__Task brief__
Reproduce the listing verbatim.

───── Task input ─────

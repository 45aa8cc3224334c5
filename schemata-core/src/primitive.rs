// Licensed to the Apache Software Foundation (ASF) under one
// or more contributor license agreements.  See the NOTICE file
// distributed with this work for additional information
// regarding copyright ownership.  The ASF licenses this file
// to you under the Apache License, Version 2.0 (the
// "License"); you may not use this file except in compliance
// with the License.  You may obtain a copy of the License at
//
//   http://www.apache.org/licenses/LICENSE-2.0
//
// Unless required by applicable law or agreed to in writing,
// software distributed under the License is distributed on an
// "AS IS" BASIS, WITHOUT WARRANTIES OR CONDITIONS OF ANY
// KIND, either express or implied.  See the License for the
// specific language governing permissions and limitations
// under the License.


//! Keyword values that remember whether they were present.
//!
//! Each wrapper pairs a decoded value with an `initialized` flag so that
//! `"minLength": 0` is distinguishable from a missing `minLength`.

use indexmap::IndexMap;
use serde::de::{MapAccess, SeqAccess};

use crate::buffer::JsonKind;
use crate::codec::{next_element, next_value, read_members, ReadContext, Serializer, WriteContext};
use crate::error::Error;
use crate::pool::impl_poolable;
use crate::value::{self, Value};

#[derive(Clone, Debug, Default, PartialEq)]
pub struct Array {
    pub value: Vec<Value>,
    pub initialized: bool,
}

#[derive(Clone, Copy, Debug, Default, PartialEq, Eq)]
pub struct Boolean {
    pub value: bool,
    pub initialized: bool,
}

#[derive(Clone, Copy, Debug, Default, PartialEq, Eq)]
pub struct Integer {
    pub value: i64,
    pub initialized: bool,
}

#[derive(Clone, Copy, Debug, Default, PartialEq, Eq)]
pub struct Null {
    pub initialized: bool,
}

#[derive(Clone, Copy, Debug, Default, PartialEq)]
pub struct Number {
    pub value: f64,
    pub initialized: bool,
}

#[derive(Clone, Debug, Default, PartialEq)]
pub struct Object {
    pub value: IndexMap<String, Value>,
    pub initialized: bool,
}

#[derive(Clone, Debug, Default, PartialEq, Eq)]
pub struct Str {
    pub value: String,
    pub initialized: bool,
}

impl Array {
    pub fn new(value: Vec<Value>) -> Self {
        Array {
            value,
            initialized: true,
        }
    }

    pub fn clear(&mut self) {
        self.value.clear();
        self.initialized = false;
    }
}

impl Boolean {
    pub fn new(value: bool) -> Self {
        Boolean {
            value,
            initialized: true,
        }
    }

    pub fn set(&mut self, value: bool) {
        self.value = value;
        self.initialized = true;
    }

    pub fn clear(&mut self) {
        *self = Boolean::default();
    }
}

impl Integer {
    pub fn new(value: i64) -> Self {
        Integer {
            value,
            initialized: true,
        }
    }

    pub fn set(&mut self, value: i64) {
        self.value = value;
        self.initialized = true;
    }

    pub fn clear(&mut self) {
        *self = Integer::default();
    }
}

impl Null {
    pub fn new() -> Self {
        Null { initialized: true }
    }

    pub fn clear(&mut self) {
        self.initialized = false;
    }
}

impl Number {
    pub fn new(value: f64) -> Self {
        Number {
            value,
            initialized: true,
        }
    }

    pub fn set(&mut self, value: f64) {
        self.value = value;
        self.initialized = true;
    }

    pub fn clear(&mut self) {
        *self = Number::default();
    }
}

impl Object {
    pub fn new(value: IndexMap<String, Value>) -> Self {
        Object {
            value,
            initialized: true,
        }
    }

    pub fn clear(&mut self) {
        self.value.clear();
        self.initialized = false;
    }
}

impl Str {
    pub fn new(value: impl Into<String>) -> Self {
        Str {
            value: value.into(),
            initialized: true,
        }
    }

    /// Replaces the text, reusing the existing allocation.
    pub fn set(&mut self, value: &str) {
        self.value.clear();
        self.value.push_str(value);
        self.initialized = true;
    }

    pub fn as_str(&self) -> &str {
        &self.value
    }

    pub fn clear(&mut self) {
        self.value.clear();
        self.initialized = false;
    }
}

impl_poolable!(Array, Boolean, Integer, Null, Number, Object, Str);

impl Serializer for Array {
    const EXPECTED: &'static str = "array";

    fn encode(&self, context: &mut WriteContext) -> Result<(), Error> {
        context.begin_array()?;
        for item in &self.value {
            context.element()?;
            item.encode(context)?;
        }
        context.end_array()
    }

    fn is_absent(&self) -> bool {
        !self.initialized
    }

    fn visit_seq<'de, A: SeqAccess<'de>>(
        &mut self,
        context: &mut ReadContext,
        mut seq: A,
    ) -> Result<(), A::Error> {
        self.value.clear();
        while let Some(item) = next_element(context, &mut seq)? {
            self.value.push(item);
        }
        self.initialized = true;
        Ok(())
    }
}

impl Serializer for Boolean {
    const EXPECTED: &'static str = "boolean";

    fn encode(&self, context: &mut WriteContext) -> Result<(), Error> {
        context.writer.write_bool(self.value)
    }

    fn is_absent(&self) -> bool {
        !self.initialized
    }

    fn visit_bool(&mut self, _context: &mut ReadContext, value: bool) -> Result<(), Error> {
        self.set(value);
        Ok(())
    }
}

impl Serializer for Integer {
    const EXPECTED: &'static str = "integer";

    fn encode(&self, context: &mut WriteContext) -> Result<(), Error> {
        context.writer.write_i64(self.value)
    }

    fn is_absent(&self) -> bool {
        !self.initialized
    }

    /// Accepts integral floats such as `4.0`.
    fn visit_number(&mut self, context: &mut ReadContext, value: value::Number) -> Result<(), Error> {
        match value.as_i64() {
            Some(value) => {
                self.set(value);
                Ok(())
            }
            None => Err(context.mismatch(Self::EXPECTED, JsonKind::Number)),
        }
    }
}

impl Serializer for Null {
    const EXPECTED: &'static str = "null";

    fn encode(&self, context: &mut WriteContext) -> Result<(), Error> {
        context.writer.write_null()
    }

    fn is_absent(&self) -> bool {
        !self.initialized
    }

    fn visit_null(&mut self, _context: &mut ReadContext) -> Result<(), Error> {
        self.initialized = true;
        Ok(())
    }
}

impl Serializer for Number {
    const EXPECTED: &'static str = "number";

    /// Integral values are written without a fraction.
    fn encode(&self, context: &mut WriteContext) -> Result<(), Error> {
        let v = self.value;
        if v.fract() == 0.0 && v.abs() < 9.0e15 {
            context.writer.write_i64(v as i64)
        } else {
            context.writer.write_f64(v)
        }
    }

    fn is_absent(&self) -> bool {
        !self.initialized
    }

    fn visit_number(&mut self, _context: &mut ReadContext, value: value::Number) -> Result<(), Error> {
        self.set(value.as_f64());
        Ok(())
    }
}

impl Serializer for Object {
    const EXPECTED: &'static str = "object";

    fn encode(&self, context: &mut WriteContext) -> Result<(), Error> {
        context.begin_object()?;
        for (key, value) in &self.value {
            context.key(key)?;
            value.encode(context)?;
        }
        context.end_object()
    }

    fn is_absent(&self) -> bool {
        !self.initialized
    }

    fn visit_map<'de, A: MapAccess<'de>>(
        &mut self,
        context: &mut ReadContext,
        map: A,
    ) -> Result<(), A::Error> {
        self.value.clear();
        let members = &mut self.value;
        read_members(context, map, |context, key, map| {
            let value: Value = next_value(context, map)?;
            members.insert(key.to_owned(), value);
            Ok(())
        })?;
        self.initialized = true;
        Ok(())
    }
}

impl Serializer for Str {
    const EXPECTED: &'static str = "string";

    fn encode(&self, context: &mut WriteContext) -> Result<(), Error> {
        context.writer.write_str(&self.value)
    }

    fn is_absent(&self) -> bool {
        !self.initialized
    }

    fn visit_str(&mut self, _context: &mut ReadContext, value: &str) -> Result<(), Error> {
        self.set(value);
        Ok(())
    }
}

─────

__Completed exercise__
repository 45aa8cc3224334c5
filename schemata-core/src/primitive.rs
// Licensed to the Apache Software Foundation (ASF) under one
// or more contributor license agreements.  See the NOTICE file
// distributed with this work for additional information
// regarding copyright ownership.  The ASF licenses this file
// to you under the Apache License, Version 2.0 (the
// "License"); you may not use this file except in compliance
// with the License.  You may obtain a copy of the License at
//
//   http://www.apache.org/licenses/LICENSE-2.0
//
// Unless required by applicable law or agreed to in writing,
// software distributed under the License is distributed on an
// "AS IS" BASIS, WITHOUT WARRANTIES OR CONDITIONS OF ANY
// KIND, either express or implied.  See the License for the
// specific language governing permissions and limitations
// under the License.


//! Keyword values that remember whether they were present.
//!
//! Each wrapper pairs a decoded value with an `initialized` flag so that
//! `"minLength": 0` is distinguishable from a missing `minLength`.

use indexmap::IndexMap;
use serde::de::{MapAccess, SeqAccess};

use crate::buffer::JsonKind;
use crate::codec::{next_element, next_value, read_members, ReadContext, Serializer, WriteContext};
use crate::error::Error;
use crate::pool::impl_poolable;
use crate::value::{self, Value};

#[derive(Clone, Debug, Default, PartialEq)]
pub struct Array {
    pub value: Vec<Value>,
    pub initialized: bool,
}

#[derive(Clone, Copy, Debug, Default, PartialEq, Eq)]
pub struct Boolean {
    pub value: bool,
    pub initialized: bool,
}

#[derive(Clone, Copy, Debug, Default, PartialEq, Eq)]
pub struct Integer {
    pub value: i64,
    pub initialized: bool,
}

#[derive(Clone, Copy, Debug, Default, PartialEq, Eq)]
pub struct Null {
    pub initialized: bool,
}

#[derive(Clone, Copy, Debug, Default, PartialEq)]
pub struct Number {
    pub value: f64,
    pub initialized: bool,
}

#[derive(Clone, Debug, Default, PartialEq)]
pub struct Object {
    pub value: IndexMap<String, Value>,
    pub initialized: bool,
}

#[derive(Clone, Debug, Default, PartialEq, Eq)]
pub struct Str {
    pub value: String,
    pub initialized: bool,
}

impl Array {
    pub fn new(value: Vec<Value>) -> Self {
        Array {
            value,
            initialized: true,
        }
    }

    pub fn clear(&mut self) {
        self.value.clear();
        self.initialized = false;
    }
}

impl Boolean {
    pub fn new(value: bool) -> Self {
        Boolean {
            value,
            initialized: true,
        }
    }

    pub fn set(&mut self, value: bool) {
        self.value = value;
        self.initialized = true;
    }

    pub fn clear(&mut self) {
        *self = Boolean::default();
    }
}

impl Integer {
    pub fn new(value: i64) -> Self {
        Integer {
            value,
            initialized: true,
        }
    }

    pub fn set(&mut self, value: i64) {
        self.value = value;
        self.initialized = true;
    }

    pub fn clear(&mut self) {
        *self = Integer::default();
    }
}

impl Null {
    pub fn new() -> Self {
        Null { initialized: true }
    }

    pub fn clear(&mut self) {
        self.initialized = false;
    }
}

impl Number {
    pub fn new(value: f64) -> Self {
        Number {
            value,
            initialized: true,
        }
    }

    pub fn set(&mut self, value: f64) {
        self.value = value;
        self.initialized = true;
    }

    pub fn clear(&mut self) {
        *self = Number::default();
    }
}

impl Object {
    pub fn new(value: IndexMap<String, Value>) -> Self {
        Object {
            value,
            initialized: true,
        }
    }

    pub fn clear(&mut self) {
        self.value.clear();
        self.initialized = false;
    }
}

impl Str {
    pub fn new(value: impl Into<String>) -> Self {
        Str {
            value: value.into(),
            initialized: true,
        }
    }

    /// Replaces the text, reusing the existing allocation.
    pub fn set(&mut self, value: &str) {
        self.value.clear();
        self.value.push_str(value);
        self.initialized = true;
    }

    pub fn as_str(&self) -> &str {
        &self.value
    }

    pub fn clear(&mut self) {
        self.value.clear();
        self.initialized = false;
    }
}

impl_poolable!(Array, Boolean, Integer, Null, Number, Object, Str);

impl Serializer for Array {
    const EXPECTED: &'static str = "array";

    fn encode(&self, context: &mut WriteContext) -> Result<(), Error> {
        context.begin_array()?;
        for item in &self.value {
            context.element()?;
            item.encode(context)?;
        }
        context.end_array()
    }

    fn is_absent(&self) -> bool {
        !self.initialized
    }

    fn visit_seq<'de, A: SeqAccess<'de>>(
        &mut self,
        context: &mut ReadContext,
        mut seq: A,
    ) -> Result<(), A::Error> {
        self.value.clear();
        while let Some(item) = next_element(context, &mut seq)? {
            self.value.push(item);
        }
        self.initialized = true;
        Ok(())
    }
}

impl Serializer for Boolean {
    const EXPECTED: &'static str = "boolean";

    fn encode(&self, context: &mut WriteContext) -> Result<(), Error> {
        context.writer.write_bool(self.value)
    }

    fn is_absent(&self) -> bool {
        !self.initialized
    }

    fn visit_bool(&mut self, _context: &mut ReadContext, value: bool) -> Result<(), Error> {
        self.set(value);
        Ok(())
    }
}

impl Serializer for Integer {
    const EXPECTED: &'static str = "integer";

    fn encode(&self, context: &mut WriteContext) -> Result<(), Error> {
        context.writer.write_i64(self.value)
    }

    fn is_absent(&self) -> bool {
        !self.initialized
    }

    /// Accepts integral floats such as `4.0`.
    fn visit_number(&mut self, context: &mut ReadContext, value: value::Number) -> Result<(), Error> {
        match value.as_i64() {
            Some(value) => {
                self.set(value);
                Ok(())
            }
            None => Err(context.mismatch(Self::EXPECTED, JsonKind::Number)),
        }
    }
}

impl Serializer for Null {
    const EXPECTED: &'static str = "null";

    fn encode(&self, context: &mut WriteContext) -> Result<(), Error> {
        context.writer.write_null()
    }

    fn is_absent(&self) -> bool {
        !self.initialized
    }

    fn visit_null(&mut self, _context: &mut ReadContext) -> Result<(), Error> {
        self.initialized = true;
        Ok(())
    }
}

impl Serializer for Number {
    const EXPECTED: &'static str = "number";

    /// Integral values are written without a fraction.
    fn encode(&self, context: &mut WriteContext) -> Result<(), Error> {
        let v = self.value;
        if v.fract() == 0.0 && v.abs() < 9.0e15 {
            context.writer.write_i64(v as i64)
        } else {
            context.writer.write_f64(v)
        }
    }

    fn is_absent(&self) -> bool {
        !self.initialized
    }

    fn visit_number(&mut self, _context: &mut ReadContext, value: value::Number) -> Result<(), Error> {
        self.set(value.as_f64());
        Ok(())
    }
}

impl Serializer for Object {
    const EXPECTED: &'static str = "object";

    fn encode(&self, context: &mut WriteContext) -> Result<(), Error> {
        context.begin_object()?;
        for (key, value) in &self.value {
            context.key(key)?;
            value.encode(context)?;
        }
        context.end_object()
    }

    fn is_absent(&self) -> bool {
        !self.initialized
    }

    fn visit_map<'de, A: MapAccess<'de>>(
        &mut self,
        context: &mut ReadContext,
        map: A,
    ) -> Result<(), A::Error> {
        self.value.clear();
        let members = &mut self.value;
        read_members(context, map, |context, key, map| {
            let value: Value = next_value(context, map)?;
            members.insert(key.to_owned(), value);
            Ok(())
        })?;
        self.initialized = true;
        Ok(())
    }
}

impl Serializer for Str {
    const EXPECTED: &'static str = "string";

    fn encode(&self, context: &mut WriteContext) -> Result<(), Error> {
        context.writer.write_str(&self.value)
    }

    fn is_absent(&self) -> bool {
        !self.initialized
    }

    fn visit_str(&mut self, _context: &mut ReadContext, value: &str) -> Result<(), Error> {
        self.set(value);
        Ok(())
    }
}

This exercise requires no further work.